▸ **What to do**
A complete, exact copy of the data is the required answer.

[[ Provided entries, beginning ]]

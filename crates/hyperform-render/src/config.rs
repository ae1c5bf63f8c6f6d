//! Renderer configuration.
//!
//! Every field has a default, so an empty file or no file at all yields a
//! working configuration.
//!
//! ```toml
//! uber_version = "1.0"
//!
//! [xhtml]
//! method_param = "_method"
//! stylesheets = ["https://cdn.example.com/bootstrap.min.css"]
//! ```

use std::path::{Path, PathBuf};

use config::{Config, Environment, File, FileFormat};
use serde::{Deserialize, Serialize};
use tracing::debug;

/// Markup settings of the XHTML writer.
#[derive(Debug, Clone, PartialEq, Eq, Serialize, Deserialize)]
#[serde(default)]
pub struct XhtmlConfig {
    /// Name of the hidden field carrying the real HTTP method of forms that
    /// HTML cannot express natively.
    pub method_param: String,
    /// Stylesheets linked from pages started with `begin_html`.
    pub stylesheets: Vec<String>,
    /// Class of every `<form>`.
    pub form_class: String,
    /// Class of every input and select.
    pub form_control_class: String,
    /// Class of the `<div>` around each field.
    pub form_group_class: String,
    /// Class of every `<label>`.
    pub control_label_class: String,
}

impl Default for XhtmlConfig {
    fn default() -> Self {
        Self {
            method_param: "_method".to_string(),
            stylesheets: Vec::new(),
            form_class: "well".to_string(),
            form_control_class: "form-control".to_string(),
            form_group_class: "form-group".to_string(),
            control_label_class: "control-label".to_string(),
        }
    }
}

impl XhtmlConfig {
    /// Set the method override field name.
    #[must_use]
    pub fn with_method_param(mut self, name: impl Into<String>) -> Self {
        self.method_param = name.into();
        self
    }

    /// Add a stylesheet.
    #[must_use]
    pub fn with_stylesheet(mut self, href: impl Into<String>) -> Self {
        self.stylesheets.push(href.into());
        self
    }

    /// Set the form class.
    #[must_use]
    pub fn with_form_class(mut self, class: impl Into<String>) -> Self {
        self.form_class = class.into();
        self
    }
}

/// Settings of all renderers.
#[derive(Debug, Clone, PartialEq, Eq, Serialize, Deserialize)]
#[serde(default)]
pub struct RenderConfig {
    /// XHTML markup.
    pub xhtml: XhtmlConfig,
    /// `uber.version` of UBER documents.
    pub uber_version: String,
    /// `collection.version` of Collection+JSON documents.
    pub collection_json_version: String,
    /// Key of the first non-GET template of a HAL-FORMS document.
    pub hal_forms_default_template: String,
}

impl Default for RenderConfig {
    fn default() -> Self {
        Self {
            xhtml: XhtmlConfig::default(),
            uber_version: "1.0".to_string(),
            collection_json_version: "1.0".to_string(),
            hal_forms_default_template: "default".to_string(),
        }
    }
}

/// Why a configuration could not be loaded.
#[derive(Debug, thiserror::Error)]
pub enum ConfigError {
    /// No file at the given path.
    #[error("render configuration {0} does not exist")]
    FileNotFound(PathBuf),

    /// The extension names no known format.
    #[error("render configuration {path} has no .toml, .yaml, .yml or .json extension")]
    UnsupportedFormat {
        /// The rejected file.
        path: PathBuf,
    },

    /// The file or an environment override could not be read into
    /// [`RenderConfig`].
    #[error("cannot read render configuration: {0}")]
    ParseError(#[from] config::ConfigError),

    /// A setting was read but cannot produce valid documents.
    #[error("invalid render setting `{key}`: {reason}")]
    Invalid {
        /// Dotted key of the setting, e.g. `xhtml.method_param`.
        key: &'static str,
        /// What is wrong with its value.
        reason: &'static str,
    },
}

fn file_format(path: &Path) -> Result<FileFormat, ConfigError> {
    match path.extension().and_then(|s| s.to_str()) {
        Some("toml") => Ok(FileFormat::Toml),
        Some("yaml" | "yml") => Ok(FileFormat::Yaml),
        Some("json") => Ok(FileFormat::Json),
        _ => Err(ConfigError::UnsupportedFormat {
            path: path.to_path_buf(),
        }),
    }
}

fn non_empty(key: &'static str, value: &str) -> Result<(), ConfigError> {
    if value.trim().is_empty() {
        return Err(ConfigError::Invalid {
            key,
            reason: "must not be empty",
        });
    }
    Ok(())
}

impl XhtmlConfig {
    /// Check that the settings produce well-formed forms.
    ///
    /// # Errors
    ///
    /// Returns [`ConfigError::Invalid`] if the method override field name is
    /// empty or not a single HTML name token, or if a stylesheet href is
    /// empty.
    pub fn validate(&self) -> Result<(), ConfigError> {
        non_empty("xhtml.method_param", &self.method_param)?;
        if self
            .method_param
            .chars()
            .any(|c| c.is_whitespace() || matches!(c, '"' | '\'' | '<' | '>' | '&' | '='))
        {
            return Err(ConfigError::Invalid {
                key: "xhtml.method_param",
                reason: "must be a single HTML name token",
            });
        }
        if self.stylesheets.iter().any(|href| href.trim().is_empty()) {
            return Err(ConfigError::Invalid {
                key: "xhtml.stylesheets",
                reason: "must not contain empty hrefs",
            });
        }
        Ok(())
    }
}

impl RenderConfig {
    /// Load settings from a TOML, YAML or JSON file, chosen by extension.
    ///
    /// Environment variables prefixed `HYPERFORM_` override the file, with
    /// `__` between nested keys: `HYPERFORM_XHTML__FORM_CLASS=card`.
    ///
    /// # Errors
    ///
    /// Returns [`ConfigError::FileNotFound`], [`ConfigError::UnsupportedFormat`]
    /// or [`ConfigError::ParseError`] if the file cannot be read, and
    /// [`ConfigError::Invalid`] if the result fails [`validate`](Self::validate).
    pub fn from_file(path: impl AsRef<Path>) -> Result<Self, ConfigError> {
        Self::from_file_with_prefix(path, "HYPERFORM")
    }

    /// Like [`from_file`](Self::from_file), reading overrides from
    /// `<env_prefix>_*` variables instead.
    ///
    /// # Errors
    ///
    /// See [`from_file`](Self::from_file).
    pub fn from_file_with_prefix(
        path: impl AsRef<Path>,
        env_prefix: &str,
    ) -> Result<Self, ConfigError> {
        let path = path.as_ref();
        if !path.is_file() {
            return Err(ConfigError::FileNotFound(path.to_path_buf()));
        }

        let loaded: Self = Config::builder()
            .add_source(File::from(path).format(file_format(path)?))
            .add_source(
                Environment::with_prefix(env_prefix)
                    .prefix_separator("_")
                    .separator("__")
                    .try_parsing(true),
            )
            .build()?
            .try_deserialize()?;
        loaded.validate()?;

        debug!(
            path = %path.display(),
            default_template = %loaded.hal_forms_default_template,
            stylesheets = loaded.xhtml.stylesheets.len(),
            "loaded render configuration"
        );
        Ok(loaded)
    }

    /// Check that every renderer can work with these settings.
    ///
    /// # Errors
    ///
    /// Returns [`ConfigError::Invalid`] for an empty document version or
    /// HAL-FORMS default template key, and for invalid XHTML settings (see
    /// [`XhtmlConfig::validate`]).
    pub fn validate(&self) -> Result<(), ConfigError> {
        non_empty("uber_version", &self.uber_version)?;
        non_empty("collection_json_version", &self.collection_json_version)?;
        non_empty("hal_forms_default_template", &self.hal_forms_default_template)?;
        self.xhtml.validate()
    }

    /// Replace the XHTML settings.
    #[must_use]
    pub fn with_xhtml(mut self, xhtml: XhtmlConfig) -> Self {
        self.xhtml = xhtml;
        self
    }

    /// Set the UBER version.
    #[must_use]
    pub fn with_uber_version(mut self, version: impl Into<String>) -> Self {
        self.uber_version = version.into();
        self
    }

    /// Set the Collection+JSON version.
    #[must_use]
    pub fn with_collection_json_version(mut self, version: impl Into<String>) -> Self {
        self.collection_json_version = version.into();
        self
    }
}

[[ Provided entries, end ]]

▸ **Response area**
filename crates/hyperform-render/src/config.rs
repository ae1c5bf63f8c6f6d
//! Renderer configuration.
//!
//! Every field has a default, so an empty file or no file at all yields a
//! working configuration.
//!
//! ```toml
//! uber_version = "1.0"
//!
//! [xhtml]
//! method_param = "_method"
//! stylesheets = ["https://cdn.example.com/bootstrap.min.css"]
//! ```

use std::path::{Path, PathBuf};

use config::{Config, Environment, File, FileFormat};
use serde::{Deserialize, Serialize};
use tracing::debug;

/// Markup settings of the XHTML writer.
#[derive(Debug, Clone, PartialEq, Eq, Serialize, Deserialize)]
#[serde(default)]
pub struct XhtmlConfig {
    /// Name of the hidden field carrying the real HTTP method of forms that
    /// HTML cannot express natively.
    pub method_param: String,
    /// Stylesheets linked from pages started with `begin_html`.
    pub stylesheets: Vec<String>,
    /// Class of every `<form>`.
    pub form_class: String,
    /// Class of every input and select.
    pub form_control_class: String,
    /// Class of the `<div>` around each field.
    pub form_group_class: String,
    /// Class of every `<label>`.
    pub control_label_class: String,
}

impl Default for XhtmlConfig {
    fn default() -> Self {
        Self {
            method_param: "_method".to_string(),
            stylesheets: Vec::new(),
            form_class: "well".to_string(),
            form_control_class: "form-control".to_string(),
            form_group_class: "form-group".to_string(),
            control_label_class: "control-label".to_string(),
        }
    }
}

impl XhtmlConfig {
    /// Set the method override field name.
    #[must_use]
    pub fn with_method_param(mut self, name: impl Into<String>) -> Self {
        self.method_param = name.into();
        self
    }

    /// Add a stylesheet.
    #[must_use]
    pub fn with_stylesheet(mut self, href: impl Into<String>) -> Self {
        self.stylesheets.push(href.into());
        self
    }

    /// Set the form class.
    #[must_use]
    pub fn with_form_class(mut self, class: impl Into<String>) -> Self {
        self.form_class = class.into();
        self
    }
}

/// Settings of all renderers.
#[derive(Debug, Clone, PartialEq, Eq, Serialize, Deserialize)]
#[serde(default)]
pub struct RenderConfig {
    /// XHTML markup.
    pub xhtml: XhtmlConfig,
    /// `uber.version` of UBER documents.
    pub uber_version: String,
    /// `collection.version` of Collection+JSON documents.
    pub collection_json_version: String,
    /// Key of the first non-GET template of a HAL-FORMS document.
    pub hal_forms_default_template: String,
}

impl Default for RenderConfig {
    fn default() -> Self {
        Self {
            xhtml: XhtmlConfig::default(),
            uber_version: "1.0".to_string(),
            collection_json_version: "1.0".to_string(),
            hal_forms_default_template: "default".to_string(),
        }
    }
}

/// Why a configuration could not be loaded.
#[derive(Debug, thiserror::Error)]
pub enum ConfigError {
    /// No file at the given path.
    #[error("render configuration {0} does not exist")]
    FileNotFound(PathBuf),

    /// The extension names no known format.
    #[error("render configuration {path} has no .toml, .yaml, .yml or .json extension")]
    UnsupportedFormat {
        /// The rejected file.
        path: PathBuf,
    },

    /// The file or an environment override could not be read into
    /// [`RenderConfig`].
    #[error("cannot read render configuration: {0}")]
    ParseError(#[from] config::ConfigError),

    /// A setting was read but cannot produce valid documents.
    #[error("invalid render setting `{key}`: {reason}")]
    Invalid {
        /// Dotted key of the setting, e.g. `xhtml.method_param`.
        key: &'static str,
        /// What is wrong with its value.
        reason: &'static str,
    },
}

fn file_format(path: &Path) -> Result<FileFormat, ConfigError> {
    match path.extension().and_then(|s| s.to_str()) {
        Some("toml") => Ok(FileFormat::Toml),
        Some("yaml" | "yml") => Ok(FileFormat::Yaml),
        Some("json") => Ok(FileFormat::Json),
        _ => Err(ConfigError::UnsupportedFormat {
            path: path.to_path_buf(),
        }),
    }
}

fn non_empty(key: &'static str, value: &str) -> Result<(), ConfigError> {
    if value.trim().is_empty() {
        return Err(ConfigError::Invalid {
            key,
            reason: "must not be empty",
        });
    }
    Ok(())
}

impl XhtmlConfig {
    /// Check that the settings produce well-formed forms.
    ///
    /// # Errors
    ///
    /// Returns [`ConfigError::Invalid`] if the method override field name is
    /// empty or not a single HTML name token, or if a stylesheet href is
    /// empty.
    pub fn validate(&self) -> Result<(), ConfigError> {
        non_empty("xhtml.method_param", &self.method_param)?;
        if self
            .method_param
            .chars()
            .any(|c| c.is_whitespace() || matches!(c, '"' | '\'' | '<' | '>' | '&' | '='))
        {
            return Err(ConfigError::Invalid {
                key: "xhtml.method_param",
                reason: "must be a single HTML name token",
            });
        }
        if self.stylesheets.iter().any(|href| href.trim().is_empty()) {
            return Err(ConfigError::Invalid {
                key: "xhtml.stylesheets",
                reason: "must not contain empty hrefs",
            });
        }
        Ok(())
    }
}

impl RenderConfig {
    /// Load settings from a TOML, YAML or JSON file, chosen by extension.
    ///
    /// Environment variables prefixed `HYPERFORM_` override the file, with
    /// `__` between nested keys: `HYPERFORM_XHTML__FORM_CLASS=card`.
    ///
    /// # Errors
    ///
    /// Returns [`ConfigError::FileNotFound`], [`ConfigError::UnsupportedFormat`]
    /// or [`ConfigError::ParseError`] if the file cannot be read, and
    /// [`ConfigError::Invalid`] if the result fails [`validate`](Self::validate).
    pub fn from_file(path: impl AsRef<Path>) -> Result<Self, ConfigError> {
        Self::from_file_with_prefix(path, "HYPERFORM")
    }

    /// Like [`from_file`](Self::from_file), reading overrides from
    /// `<env_prefix>_*` variables instead.
    ///
    /// # Errors
    ///
    /// See [`from_file`](Self::from_file).
    pub fn from_file_with_prefix(
        path: impl AsRef<Path>,
        env_prefix: &str,
    ) -> Result<Self, ConfigError> {
        let path = path.as_ref();
        if !path.is_file() {
            return Err(ConfigError::FileNotFound(path.to_path_buf()));
        }

        let loaded: Self = Config::builder()
            .add_source(File::from(path).format(file_format(path)?))
            .add_source(
                Environment::with_prefix(env_prefix)
                    .prefix_separator("_")
                    .separator("__")
                    .try_parsing(true),
            )
            .build()?
            .try_deserialize()?;
        loaded.validate()?;

        debug!(
            path = %path.display(),
            default_template = %loaded.hal_forms_default_template,
            stylesheets = loaded.xhtml.stylesheets.len(),
            "loaded render configuration"
        );
        Ok(loaded)
    }

    /// Check that every renderer can work with these settings.
    ///
    /// # Errors
    ///
    /// Returns [`ConfigError::Invalid`] for an empty document version or
    /// HAL-FORMS default template key, and for invalid XHTML settings (see
    /// [`XhtmlConfig::validate`]).
    pub fn validate(&self) -> Result<(), ConfigError> {
        non_empty("uber_version", &self.uber_version)?;
        non_empty("collection_json_version", &self.collection_json_version)?;
        non_empty("hal_forms_default_template", &self.hal_forms_default_template)?;
        self.xhtml.validate()
    }

    /// Replace the XHTML settings.
    #[must_use]
    pub fn with_xhtml(mut self, xhtml: XhtmlConfig) -> Self {
        self.xhtml = xhtml;
        self
    }

    /// Set the UBER version.
    #[must_use]
    pub fn with_uber_version(mut self, version: impl Into<String>) -> Self {
        self.uber_version = version.into();
        self
    }

    /// Set the Collection+JSON version.
    #[must_use]
    pub fn with_collection_json_version(mut self, version: impl Into<String>) -> Self {
        self.collection_json_version = version.into();
        self
    }
}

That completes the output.